**GOAL OF THE EXERCISE**
The expected output is exactly the lines below, starting at the line with "the production implementation." and ending at the line with "async fn create_contact(&self, fields: &ContactFields)", both included; no other line belongs in it.

Top of DATA UNDER STUDY

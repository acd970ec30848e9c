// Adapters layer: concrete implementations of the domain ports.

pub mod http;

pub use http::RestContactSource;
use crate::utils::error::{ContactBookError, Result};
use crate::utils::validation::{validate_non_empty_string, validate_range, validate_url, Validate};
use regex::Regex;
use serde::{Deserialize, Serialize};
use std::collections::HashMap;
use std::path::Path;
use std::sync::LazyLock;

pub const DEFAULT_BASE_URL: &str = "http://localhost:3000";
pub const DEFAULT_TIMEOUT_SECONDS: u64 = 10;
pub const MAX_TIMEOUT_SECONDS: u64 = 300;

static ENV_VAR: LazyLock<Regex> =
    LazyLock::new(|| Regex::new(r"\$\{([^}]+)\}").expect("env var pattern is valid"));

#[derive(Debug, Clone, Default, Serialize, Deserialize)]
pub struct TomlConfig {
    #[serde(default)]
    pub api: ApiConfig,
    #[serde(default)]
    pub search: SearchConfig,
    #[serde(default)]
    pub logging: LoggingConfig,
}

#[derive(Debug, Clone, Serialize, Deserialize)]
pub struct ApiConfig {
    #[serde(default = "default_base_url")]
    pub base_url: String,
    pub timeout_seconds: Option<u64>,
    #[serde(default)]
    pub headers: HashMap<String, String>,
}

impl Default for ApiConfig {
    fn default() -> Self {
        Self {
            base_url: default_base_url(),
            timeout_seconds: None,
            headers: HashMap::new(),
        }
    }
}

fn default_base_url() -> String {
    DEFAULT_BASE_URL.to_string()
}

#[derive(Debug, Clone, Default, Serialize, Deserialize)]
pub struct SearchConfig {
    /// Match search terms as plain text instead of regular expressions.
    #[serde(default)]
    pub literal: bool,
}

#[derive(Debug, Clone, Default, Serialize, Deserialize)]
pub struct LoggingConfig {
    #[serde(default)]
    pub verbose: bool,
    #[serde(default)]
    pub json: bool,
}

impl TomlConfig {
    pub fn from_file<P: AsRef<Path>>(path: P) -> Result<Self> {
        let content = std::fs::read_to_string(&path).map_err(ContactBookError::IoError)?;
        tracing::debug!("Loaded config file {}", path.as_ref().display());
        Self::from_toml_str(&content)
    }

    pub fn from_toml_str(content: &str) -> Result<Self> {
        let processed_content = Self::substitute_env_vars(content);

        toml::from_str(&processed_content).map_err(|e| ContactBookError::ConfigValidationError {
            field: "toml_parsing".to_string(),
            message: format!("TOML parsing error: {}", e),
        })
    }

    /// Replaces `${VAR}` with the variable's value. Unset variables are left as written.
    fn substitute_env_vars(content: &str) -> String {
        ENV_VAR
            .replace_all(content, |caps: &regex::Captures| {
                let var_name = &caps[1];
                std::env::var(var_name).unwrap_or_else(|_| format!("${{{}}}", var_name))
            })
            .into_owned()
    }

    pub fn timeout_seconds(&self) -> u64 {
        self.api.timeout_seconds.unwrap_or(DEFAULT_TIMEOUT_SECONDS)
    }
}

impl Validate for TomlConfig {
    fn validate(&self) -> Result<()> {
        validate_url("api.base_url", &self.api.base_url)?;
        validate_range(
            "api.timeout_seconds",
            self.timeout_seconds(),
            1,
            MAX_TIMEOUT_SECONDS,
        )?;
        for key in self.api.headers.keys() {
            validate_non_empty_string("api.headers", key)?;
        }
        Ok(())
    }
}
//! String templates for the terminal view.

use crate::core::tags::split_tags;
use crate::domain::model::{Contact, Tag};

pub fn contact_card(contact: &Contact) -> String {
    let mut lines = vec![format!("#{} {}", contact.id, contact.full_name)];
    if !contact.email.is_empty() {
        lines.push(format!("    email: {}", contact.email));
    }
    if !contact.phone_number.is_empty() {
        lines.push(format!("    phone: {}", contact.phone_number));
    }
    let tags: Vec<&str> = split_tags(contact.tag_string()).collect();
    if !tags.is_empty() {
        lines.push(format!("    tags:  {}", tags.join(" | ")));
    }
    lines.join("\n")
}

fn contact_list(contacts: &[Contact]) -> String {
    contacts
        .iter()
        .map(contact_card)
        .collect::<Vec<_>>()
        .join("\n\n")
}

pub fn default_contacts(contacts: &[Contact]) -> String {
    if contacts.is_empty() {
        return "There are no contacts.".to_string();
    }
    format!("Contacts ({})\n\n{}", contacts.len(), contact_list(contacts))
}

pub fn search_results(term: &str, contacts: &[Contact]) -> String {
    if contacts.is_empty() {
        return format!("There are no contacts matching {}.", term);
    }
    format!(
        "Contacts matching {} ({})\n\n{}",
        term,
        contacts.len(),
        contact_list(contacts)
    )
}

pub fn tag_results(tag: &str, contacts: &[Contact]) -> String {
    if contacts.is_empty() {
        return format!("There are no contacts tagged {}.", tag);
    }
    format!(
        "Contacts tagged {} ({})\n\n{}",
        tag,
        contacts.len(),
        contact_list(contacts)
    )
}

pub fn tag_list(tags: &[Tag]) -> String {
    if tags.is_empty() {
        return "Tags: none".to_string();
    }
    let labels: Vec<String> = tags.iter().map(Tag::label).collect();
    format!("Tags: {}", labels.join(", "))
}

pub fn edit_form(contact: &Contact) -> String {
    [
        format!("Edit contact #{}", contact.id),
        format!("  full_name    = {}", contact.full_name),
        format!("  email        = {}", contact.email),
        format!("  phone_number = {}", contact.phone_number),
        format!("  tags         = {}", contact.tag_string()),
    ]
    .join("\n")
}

Bottom of DATA UNDER STUDY
Top of DATA UNDER STUDY

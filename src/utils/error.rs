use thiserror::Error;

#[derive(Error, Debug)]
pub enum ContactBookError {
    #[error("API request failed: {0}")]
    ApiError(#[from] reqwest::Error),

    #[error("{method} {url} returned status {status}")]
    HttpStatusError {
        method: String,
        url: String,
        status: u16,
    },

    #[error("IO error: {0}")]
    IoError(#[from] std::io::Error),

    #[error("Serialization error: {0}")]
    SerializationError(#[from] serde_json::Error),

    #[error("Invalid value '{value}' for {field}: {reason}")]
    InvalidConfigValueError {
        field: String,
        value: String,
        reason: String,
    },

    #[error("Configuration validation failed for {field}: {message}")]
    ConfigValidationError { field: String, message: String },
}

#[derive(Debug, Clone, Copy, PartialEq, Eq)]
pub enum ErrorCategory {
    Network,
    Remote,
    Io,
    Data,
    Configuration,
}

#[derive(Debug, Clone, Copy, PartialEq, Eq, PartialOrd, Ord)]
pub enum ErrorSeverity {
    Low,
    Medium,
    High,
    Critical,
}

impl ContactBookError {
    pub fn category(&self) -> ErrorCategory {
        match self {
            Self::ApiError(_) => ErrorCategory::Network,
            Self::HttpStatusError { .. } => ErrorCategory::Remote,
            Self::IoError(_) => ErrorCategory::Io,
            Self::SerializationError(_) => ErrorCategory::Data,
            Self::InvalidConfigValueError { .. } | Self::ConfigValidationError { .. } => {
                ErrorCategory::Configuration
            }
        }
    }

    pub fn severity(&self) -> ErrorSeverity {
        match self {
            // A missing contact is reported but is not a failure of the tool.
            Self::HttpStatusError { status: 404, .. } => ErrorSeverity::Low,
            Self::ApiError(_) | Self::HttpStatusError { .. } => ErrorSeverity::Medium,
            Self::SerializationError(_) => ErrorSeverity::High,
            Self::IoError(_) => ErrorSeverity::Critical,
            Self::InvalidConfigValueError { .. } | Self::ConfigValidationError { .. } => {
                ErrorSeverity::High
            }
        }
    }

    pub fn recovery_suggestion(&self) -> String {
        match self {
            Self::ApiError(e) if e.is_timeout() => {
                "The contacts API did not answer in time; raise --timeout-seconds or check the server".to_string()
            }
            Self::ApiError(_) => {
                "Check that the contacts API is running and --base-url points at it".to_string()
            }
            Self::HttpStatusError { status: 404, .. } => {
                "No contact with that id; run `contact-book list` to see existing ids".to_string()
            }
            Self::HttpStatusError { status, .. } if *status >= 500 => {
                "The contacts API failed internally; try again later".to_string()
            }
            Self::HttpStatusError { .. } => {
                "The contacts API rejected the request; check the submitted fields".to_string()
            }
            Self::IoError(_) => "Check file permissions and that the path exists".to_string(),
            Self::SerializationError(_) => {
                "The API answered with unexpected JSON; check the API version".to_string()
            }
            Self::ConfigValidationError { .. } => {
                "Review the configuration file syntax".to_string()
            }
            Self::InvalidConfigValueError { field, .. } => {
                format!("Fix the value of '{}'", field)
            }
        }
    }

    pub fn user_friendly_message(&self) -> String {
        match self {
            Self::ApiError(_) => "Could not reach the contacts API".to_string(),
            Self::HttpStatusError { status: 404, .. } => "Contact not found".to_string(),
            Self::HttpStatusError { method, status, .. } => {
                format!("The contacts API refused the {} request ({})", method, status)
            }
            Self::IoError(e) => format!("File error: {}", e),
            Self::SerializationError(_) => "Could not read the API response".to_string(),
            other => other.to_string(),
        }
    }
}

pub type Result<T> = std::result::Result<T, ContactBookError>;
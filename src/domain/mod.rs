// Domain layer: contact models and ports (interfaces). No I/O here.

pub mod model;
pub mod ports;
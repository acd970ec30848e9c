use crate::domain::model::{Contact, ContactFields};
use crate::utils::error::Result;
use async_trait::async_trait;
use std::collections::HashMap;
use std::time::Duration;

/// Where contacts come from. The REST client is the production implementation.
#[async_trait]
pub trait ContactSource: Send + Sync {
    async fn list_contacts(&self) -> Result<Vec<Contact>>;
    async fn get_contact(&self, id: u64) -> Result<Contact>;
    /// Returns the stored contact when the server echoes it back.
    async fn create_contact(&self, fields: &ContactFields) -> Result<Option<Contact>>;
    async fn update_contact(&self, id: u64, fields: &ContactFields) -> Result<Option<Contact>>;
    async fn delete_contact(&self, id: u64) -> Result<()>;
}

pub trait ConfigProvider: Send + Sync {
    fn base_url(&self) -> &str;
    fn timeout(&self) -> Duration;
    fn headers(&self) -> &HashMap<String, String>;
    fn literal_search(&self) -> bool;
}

Bottom of DATA UNDER STUDY

**ANSWER**
/// Where contacts come from. The REST client is the production implementation.
#[async_trait]
pub trait ContactSource: Send + Sync {
    async fn list_contacts(&self) -> Result<Vec<Contact>>;
    async fn get_contact(&self, id: u64) -> Result<Contact>;
    /// Returns the stored contact when the server echoes it back.
    async fn create_contact(&self, fields: &ContactFields) -> Result<Option<Contact>>;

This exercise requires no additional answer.